# TRIMBLE EZ-GUIDE PLUS GPS



## IH 1586 (Oct 16, 2014)

https://www.auctiontime.com/listings/farm-attachment/auctions/online/30593045/trimble-ez-guide-plus

https://www.auctiontime.com/listings/farm-attachment/auctions/online/30599321/outback-360

Been following conversations on gps units for years. I have it narrowed down to entry level Trimble or Raven brand units but still keep an eye out for a used one at a bargain.
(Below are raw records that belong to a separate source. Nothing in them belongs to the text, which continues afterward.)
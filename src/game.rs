//! A game in progress: the authoritative state and its repetition history.
//!
//! Every committed move folds the board codes it produced into the game's
//! history, so real moves can never recreate an earlier position. Search
//! branches only extend their own local history, which is discarded.

use std::rc::Rc;

use crate::board::Board;
use crate::config::SearchConfig;
use crate::error::MoveError;
use crate::search::{self, Policy, SearchOutcome};
use crate::state::{History, Move, ScoreWeights, State};

pub struct Game {
    state: State,
    history: Rc<History>,
    config: SearchConfig,
    consecutive_passes: usize,
}

impl Game {
    /// Start a game on `board` with the default configuration.
    pub fn new(board: Board) -> Self {
        Self::with_config(board, SearchConfig::default())
    }

    pub fn with_config(board: Board, config: SearchConfig) -> Self {
        let weights = ScoreWeights::for_board(config.weighting, &board);
        let history = Rc::new(History::from_iter([board.code()]));
        let state = State::with_history(board, weights, Rc::default(), Rc::clone(&history));
        Self {
            state,
            history,
            config,
            consecutive_passes: 0,
        }
    }

    pub fn state(&self) -> &State {
        &self.state
    }

    /// Board codes of every position the game has been in.
    pub fn history(&self) -> &History {
        &self.history
    }

    pub fn config(&self) -> &SearchConfig {
        &self.config
    }

    /// Both sides passed in a row.
    pub fn is_over(&self) -> bool {
        self.consecutive_passes >= 2
    }

    /// Record a position the game must not return to.
    pub fn add_history(&mut self, board: &Board) {
        let mut history = (*self.history).clone();
        history.insert(board.code());
        self.history = Rc::new(history);
        self.state = self.state.clone().rebase(Rc::clone(&self.history));
    }

    /// Commit `mv` without checking it against the legal moves.
    pub fn make_move(&mut self, mv: Move) {
        let next = self.state.make_move(mv);
        self.commit(mv, next);
    }

    /// Commit `mv` if it is among the state's legal moves.
    ///
    /// # Errors
    /// [`MoveError::Illegal`] if the point is occupied, suicidal or repeats a
    /// position. Passing is always legal.
    pub fn play(&mut self, mv: Move) -> Result<(), MoveError> {
        let next = self
            .state
            .valid_moves()
            .remove(&mv)
            .ok_or(MoveError::Illegal(mv))?;
        self.commit(mv, next);
        Ok(())
    }

    fn commit(&mut self, mv: Move, next: State) {
        let mut history = (*self.history).clone();
        history.extend(next.local_history().iter().cloned());
        self.history = Rc::new(history);
        self.state = next.rebase(Rc::clone(&self.history));

        self.consecutive_passes = if mv.is_none() { self.consecutive_passes + 1 } else { 0 };
        log::trace!(
            "committed {} ({} positions in history)",
            search::format_move(mv, self.state.board().width()),
            self.history.len()
        );
    }

    /// Best move at `depth` for the side to move, searching every legal move.
    pub fn find_best_move(&self, depth: u32) -> Move {
        self.search(depth, &Policy::default()).best_move
    }

    /// Best move at the configured depth.
    pub fn suggest(&self) -> Move {
        self.find_best_move(self.config.depth)
    }

    pub fn search(&self, depth: u32, policy: &Policy) -> SearchOutcome {
        search::find_best_move(&self.state, depth, policy)
    }
}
Only going to be used for the basics, spreading fertilizers, lime, planting.

The Trimble has an extra accessory and do not know to much about the outback.

Have not found comparable pricing on these with the way they are set up, so what are your thoughts on what they may be worth or are they too old and I should just buy new when funds are available.


----------



## carcajou (Jan 28, 2011)

Trimble unit is the older series. Newer ones have better monitors. I know where there is one that i know works that will be priced right. If you are interested.


----------



## 32-0-0 (May 30, 2017)

Have you considered the Outback s-lite? I bought one about 5 years ago and haven’t had hardly any problems. I use it when spreading fertilizer and spraying. It’s a simple system once you learn how to read the guidance lights, no subscriptions needed, it is easy to set up and can be moved from tractor to tractor in a few minutes.


----------